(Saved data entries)

╭──

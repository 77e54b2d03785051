//! The generator configuration.
//!
//! A [`Configuration`] is built once from a flat key/value map and is read-only
//! afterwards. Every downstream component (validator, composer, both manifest
//! writers, the tag resolver) is a function of it.
//!
//! Each optional group carries its own `enabled` flag. Enabling one group
//! never turns on another.

use std::collections::BTreeMap;

use tracing::debug;

use crate::domain::{
    error::DomainError,
    settings::{Provenance, Setting, keys, parse_bool, parse_list},
};

/// Default install path for the clone stage.
pub const DEFAULT_CLONE_BASE_PATH: &str = "/opt/repos";

/// Default registry host.
pub const DEFAULT_REGISTRY_HOST: &str = "docker.io";

/// HTTP/HTTPS/NO proxy settings for one phase (build or runtime).
#[derive(Debug, Clone, PartialEq, Eq)]
pub struct ProxyGroup {
    pub enabled: Setting<bool>,
    pub http: Setting<String>,
    pub https: Setting<String>,
    pub no_proxy: Setting<String>,
}

impl ProxyGroup {
    pub fn disabled() -> Self {
        Self {
            enabled: Setting::default_value(false),
            http: Setting::default_value(String::new()),
            https: Setting::default_value(String::new()),
            no_proxy: Setting::default_value(String::new()),
        }
    }

    pub fn enabled(
        http: impl Into<String>,
        https: impl Into<String>,
        no_proxy: impl Into<String>,
    ) -> Self {
        Self {
            enabled: Setting::explicit(true),
            http: Setting::explicit(http.into()),
            https: Setting::explicit(https.into()),
            no_proxy: Setting::explicit(no_proxy.into()),
        }
    }

    pub fn is_enabled(&self) -> bool {
        *self.enabled.value()
    }

    /// True when neither the HTTP nor the HTTPS URL is set.
    pub fn has_no_urls(&self) -> bool {
        self.http.as_str().is_empty() && self.https.as_str().is_empty()
    }

    /// `(http, https, no_proxy)` in the fixed order every manifest uses.
    pub fn values(&self) -> [&str; 3] {
        [self.http.as_str(), self.https.as_str(), self.no_proxy.as_str()]
    }
}

/// Extra packages layered on top of the fixed runtime set.
#[derive(Debug, Clone, PartialEq, Eq)]
pub struct PackageGroup {
    /// Extra OS (apt) packages.
    pub os: Setting<Vec<String>>,
    /// Extra language (pip) packages.
    pub language: Setting<Vec<String>>,
}

impl Default for PackageGroup {
    fn default() -> Self {
        Self {
            os: Setting::default_value(Vec::new()),
            language: Setting::default_value(Vec::new()),
        }
    }
}

/// Repositories fetched into the image by the clone stage.
#[derive(Debug, Clone, PartialEq, Eq)]
pub struct CloneGroup {
    pub enabled: Setting<bool>,
    pub repositories: Setting<Vec<String>>,
    pub base_path: Setting<String>,
}

impl CloneGroup {
    pub fn is_enabled(&self) -> bool {
        *self.enabled.value()
    }
}

impl Default for CloneGroup {
    fn default() -> Self {
        Self {
            enabled: Setting::default_value(false),
            repositories: Setting::default_value(Vec::new()),
            base_path: Setting::default_value(DEFAULT_CLONE_BASE_PATH.to_owned()),
        }
    }
}

/// Registry publishing credentials and target.
#[derive(Debug, Clone, PartialEq, Eq)]
pub struct RegistryGroup {
    pub enabled: Setting<bool>,
    pub host: Setting<String>,
    pub username: Setting<String>,
    pub token: Setting<String>,
    pub repository: Setting<String>,
    /// Optional explicit version tag.
    pub tag: Setting<String>,
}

impl RegistryGroup {
    pub fn is_enabled(&self) -> bool {
        *self.enabled.value()
    }

    /// `<host>/<namespace>/<repository>` without a tag.
    ///
    /// The username is used as namespace unless the repository already
    /// names one.
    pub fn remote_repository(&self) -> String {
        let repository = self.repository.as_str();
        if repository.contains('/') {
            format!("{}/{}", self.host.as_str(), repository)
        } else {
            format!(
                "{}/{}/{}",
                self.host.as_str(),
                self.username.as_str(),
                repository
            )
        }
    }
}

impl Default for RegistryGroup {
    fn default() -> Self {
        Self {
            enabled: Setting::default_value(false),
            host: Setting::default_value(DEFAULT_REGISTRY_HOST.to_owned()),
            username: Setting::default_value(String::new()),
            token: Setting::default_value(String::new()),
            repository: Setting::default_value(String::new()),
            tag: Setting::default_value(String::new()),
        }
    }
}

/// The full, typed generator configuration.
#[derive(Debug, Clone, PartialEq, Eq)]
pub struct Configuration {
    /// Image, service, and container name.
    pub name: Setting<String>,
    /// Published port (container and host side).
    pub port: Setting<u16>,
    pub build_proxy: ProxyGroup,
    pub runtime_proxy: ProxyGroup,
    pub packages: PackageGroup,
    pub clone: CloneGroup,
    pub registry: RegistryGroup,
}

impl Default for Configuration {
    fn default() -> Self {
        Self {
            name: Setting::absent(),
            port: Setting::absent(),
            build_proxy: ProxyGroup::disabled(),
            runtime_proxy: ProxyGroup::disabled(),
            packages: PackageGroup::default(),
            clone: CloneGroup::default(),
            registry: RegistryGroup::default(),
        }
    }
}

impl Configuration {
    pub fn builder() -> ConfigurationBuilder {
        ConfigurationBuilder::default()
    }

    pub fn name(&self) -> &str {
        self.name.as_str()
    }

    pub fn port(&self) -> u16 {
        *self.port.value()
    }

    /// Build a configuration from flat `KEY=value` pairs.
    ///
    /// Later duplicates win. Unknown keys are ignored. Every value that does
    /// not parse into its type is reported; nothing is reported only once.
    pub fn from_pairs<I, K, V>(pairs: I) -> Result<Self, Vec<DomainError>>
    where
        I: IntoIterator<Item = (K, V)>,
        K: Into<String>,
        V: Into<String>,
    {
        let mut raw: BTreeMap<String, String> = BTreeMap::new();
        for (key, value) in pairs {
            let key = key.into();
            if !keys::is_known(&key) {
                debug!(key = %key, "Ignoring unknown setting");
                continue;
            }
            raw.insert(key, value.into());
        }

        let mut reader = RawReader {
            raw: &raw,
            errors: Vec::new(),
        };

        let config = Self {
            name: reader.string(keys::CONTAINER_NAME, None),
            port: reader.port(keys::PORT),
            build_proxy: ProxyGroup {
                enabled: reader.flag(keys::BUILD_PROXY_ENABLED),
                http: reader.string(keys::BUILD_HTTP_PROXY, Some("")),
                https: reader.string(keys::BUILD_HTTPS_PROXY, Some("")),
                no_proxy: reader.string(keys::BUILD_NO_PROXY, Some("")),
            },
            runtime_proxy: ProxyGroup {
                enabled: reader.flag(keys::RUNTIME_PROXY_ENABLED),
                http: reader.string(keys::RUNTIME_HTTP_PROXY, Some("")),
                https: reader.string(keys::RUNTIME_HTTPS_PROXY, Some("")),
                no_proxy: reader.string(keys::RUNTIME_NO_PROXY, Some("")),
            },
            packages: PackageGroup {
                os: reader.list(keys::EXTRA_APT_PACKAGES),
                language: reader.list(keys::EXTRA_PIP_PACKAGES),
            },
            clone: CloneGroup {
                enabled: reader.flag(keys::CLONE_ENABLED),
                repositories: reader.list(keys::CLONE_REPOS),
                base_path: reader.string(keys::CLONE_BASE_PATH, Some(DEFAULT_CLONE_BASE_PATH)),
            },
            registry: RegistryGroup {
                enabled: reader.flag(keys::REGISTRY_ENABLED),
                host: reader.string(keys::REGISTRY_HOST, Some(DEFAULT_REGISTRY_HOST)),
                username: reader.string(keys::REGISTRY_USERNAME, Some("")),
                token: reader.string(keys::REGISTRY_TOKEN, Some("")),
                repository: reader.string(keys::REGISTRY_REPOSITORY, Some("")),
                tag: reader.string(keys::REGISTRY_TAG, Some("")),
            },
        };

        if reader.errors.is_empty() {
            Ok(config)
        } else {
            Err(reader.errors)
        }
    }

    /// Every setting as `(key, display value, provenance)`, in key order.
    ///
    /// Secret values are masked.
    pub fn entries(&self) -> Vec<(&'static str, String, Provenance)> {
        fn s(key: &'static str, setting: &Setting<String>) -> (&'static str, String, Provenance) {
            let shown = if keys::SECRET.contains(&key) && !setting.as_str().is_empty() {
                "********".to_owned()
            } else {
                setting.as_str().to_owned()
            };
            (key, shown, setting.provenance())
        }
        fn b(key: &'static str, setting: &Setting<bool>) -> (&'static str, String, Provenance) {
            (key, setting.value().to_string(), setting.provenance())
        }
        fn l(
            key: &'static str,
            setting: &Setting<Vec<String>>,
        ) -> (&'static str, String, Provenance) {
            (key, setting.as_slice().join(" "), setting.provenance())
        }

        let port = if self.port.is_absent() {
            String::new()
        } else {
            self.port().to_string()
        };

        vec![
            s(keys::CONTAINER_NAME, &self.name),
            (keys::PORT, port, self.port.provenance()),
            b(keys::BUILD_PROXY_ENABLED, &self.build_proxy.enabled),
            s(keys::BUILD_HTTP_PROXY, &self.build_proxy.http),
            s(keys::BUILD_HTTPS_PROXY, &self.build_proxy.https),
            s(keys::BUILD_NO_PROXY, &self.build_proxy.no_proxy),
            b(keys::RUNTIME_PROXY_ENABLED, &self.runtime_proxy.enabled),
            s(keys::RUNTIME_HTTP_PROXY, &self.runtime_proxy.http),
            s(keys::RUNTIME_HTTPS_PROXY, &self.runtime_proxy.https),
            s(keys::RUNTIME_NO_PROXY, &self.runtime_proxy.no_proxy),
            l(keys::EXTRA_APT_PACKAGES, &self.packages.os),
            l(keys::EXTRA_PIP_PACKAGES, &self.packages.language),
            b(keys::CLONE_ENABLED, &self.clone.enabled),
            l(keys::CLONE_REPOS, &self.clone.repositories),
            s(keys::CLONE_BASE_PATH, &self.clone.base_path),
            b(keys::REGISTRY_ENABLED, &self.registry.enabled),
            s(keys::REGISTRY_HOST, &self.registry.host),
            s(keys::REGISTRY_USERNAME, &self.registry.username),
            s(keys::REGISTRY_TOKEN, &self.registry.token),
            s(keys::REGISTRY_REPOSITORY, &self.registry.repository),
            s(keys::REGISTRY_TAG, &self.registry.tag),
        ]
    }
}

/// Typed reads from the raw map, collecting parse failures.
struct RawReader<'a> {
    raw: &'a BTreeMap<String, String>,
    errors: Vec<DomainError>,
}

impl RawReader<'_> {
    fn get(&self, key: &str) -> Option<&str> {
        self.raw.get(key).map(|v| v.trim())
    }

    fn string(&mut self, key: &str, default: Option<&str>) -> Setting<String> {
        match (self.get(key), default) {
            (Some(v), _) => Setting::explicit(v.to_owned()),
            (None, Some(d)) => Setting::default_value(d.to_owned()),
            (None, None) => Setting::absent(),
        }
    }

    fn flag(&mut self, key: &str) -> Setting<bool> {
        let Some(v) = self.get(key) else {
            return Setting::default_value(false);
        };
        match parse_bool(v) {
            Some(b) => Setting::explicit(b),
            None => {
                self.errors.push(DomainError::InvalidSetting {
                    key: key.to_owned(),
                    reason: format!("expected a boolean, got '{v}'"),
                });
                Setting::default_value(false)
            }
        }
    }

    fn list(&mut self, key: &str) -> Setting<Vec<String>> {
        match self.get(key) {
            Some(v) => Setting::explicit(parse_list(v)),
            None => Setting::default_value(Vec::new()),
        }
    }

    fn port(&mut self, key: &str) -> Setting<u16> {
        let Some(v) = self.get(key) else {
            return Setting::absent();
        };
        if v.is_empty() {
            return Setting::absent();
        }
        match v.parse::<u16>() {
            Ok(p) if p > 0 => Setting::explicit(p),
            _ => {
                self.errors.push(DomainError::InvalidSetting {
                    key: key.to_owned(),
                    reason: format!("expected a port between 1 and 65535, got '{v}'"),
                });
                Setting::absent()
            }
        }
    }
}

// ── Builder ───────────────────────────────────────────────────────────────────

/// Programmatic construction; every value set here is `Explicit`.
#[derive(Debug, Default)]
pub struct ConfigurationBuilder {
    config: Configuration,
}

impl ConfigurationBuilder {
    pub fn name(mut self, name: impl Into<String>) -> Self {
        self.config.name = Setting::explicit(name.into());
        self
    }

    pub fn port(mut self, port: u16) -> Self {
        self.config.port = Setting::explicit(port);
        self
    }

    pub fn build_proxy(
        mut self,
        http: impl Into<String>,
        https: impl Into<String>,
        no_proxy: impl Into<String>,
    ) -> Self {
        self.config.build_proxy = ProxyGroup::enabled(http, https, no_proxy);
        self
    }

    pub fn runtime_proxy(
        mut self,
        http: impl Into<String>,
        https: impl Into<String>,
        no_proxy: impl Into<String>,
    ) -> Self {
        self.config.runtime_proxy = ProxyGroup::enabled(http, https, no_proxy);
        self
    }

    pub fn extra_os_packages<I, S>(mut self, packages: I) -> Self
    where
        I: IntoIterator<Item = S>,
        S: Into<String>,
    {
        self.config.packages.os = Setting::explicit(packages.into_iter().map(Into::into).collect());
        self
    }

    pub fn extra_language_packages<I, S>(mut self, packages: I) -> Self
    where
        I: IntoIterator<Item = S>,
        S: Into<String>,
    {
        self.config.packages.language =
            Setting::explicit(packages.into_iter().map(Into::into).collect());
        self
    }

    /// Enable the clone group with the given repositories.
    pub fn clone_repositories<I, S>(mut self, repositories: I) -> Self
    where
        I: IntoIterator<Item = S>,
        S: Into<String>,
    {
        self.config.clone.enabled = Setting::explicit(true);
        self.config.clone.repositories =
            Setting::explicit(repositories.into_iter().map(Into::into).collect());
        self
    }

    pub fn clone_base_path(mut self, path: impl Into<String>) -> Self {
        self.config.clone.base_path = Setting::explicit(path.into());
        self
    }

    /// Enable registry publishing.
    pub fn registry(
        mut self,
        username: impl Into<String>,
        token: impl Into<String>,
        repository: impl Into<String>,
    ) -> Self {
        let registry = &mut self.config.registry;
        registry.enabled = Setting::explicit(true);
        registry.username = Setting::explicit(username.into());
        registry.token = Setting::explicit(token.into());
        registry.repository = Setting::explicit(repository.into());
        self
    }

    pub fn registry_host(mut self, host: impl Into<String>) -> Self {
        self.config.registry.host = Setting::explicit(host.into());
        self
    }

    pub fn registry_tag(mut self, tag: impl Into<String>) -> Self {
        self.config.registry.tag = Setting::explicit(tag.into());
        self
    }

    pub fn build(self) -> Configuration {
        self.config
    }
}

╰──

Directions — Reproduce the entries exactly, but only from their first line to the line holding "turns on another.", with that last line kept.

Task solution —
repository 77e54b2d03785051
//! The generator configuration.
//!
//! A [`Configuration`] is built once from a flat key/value map and is read-only
//! afterwards. Every downstream component (validator, composer, both manifest
//! writers, the tag resolver) is a function of it.
//!
//! Each optional group carries its own `enabled` flag. Enabling one group
//! never turns on another.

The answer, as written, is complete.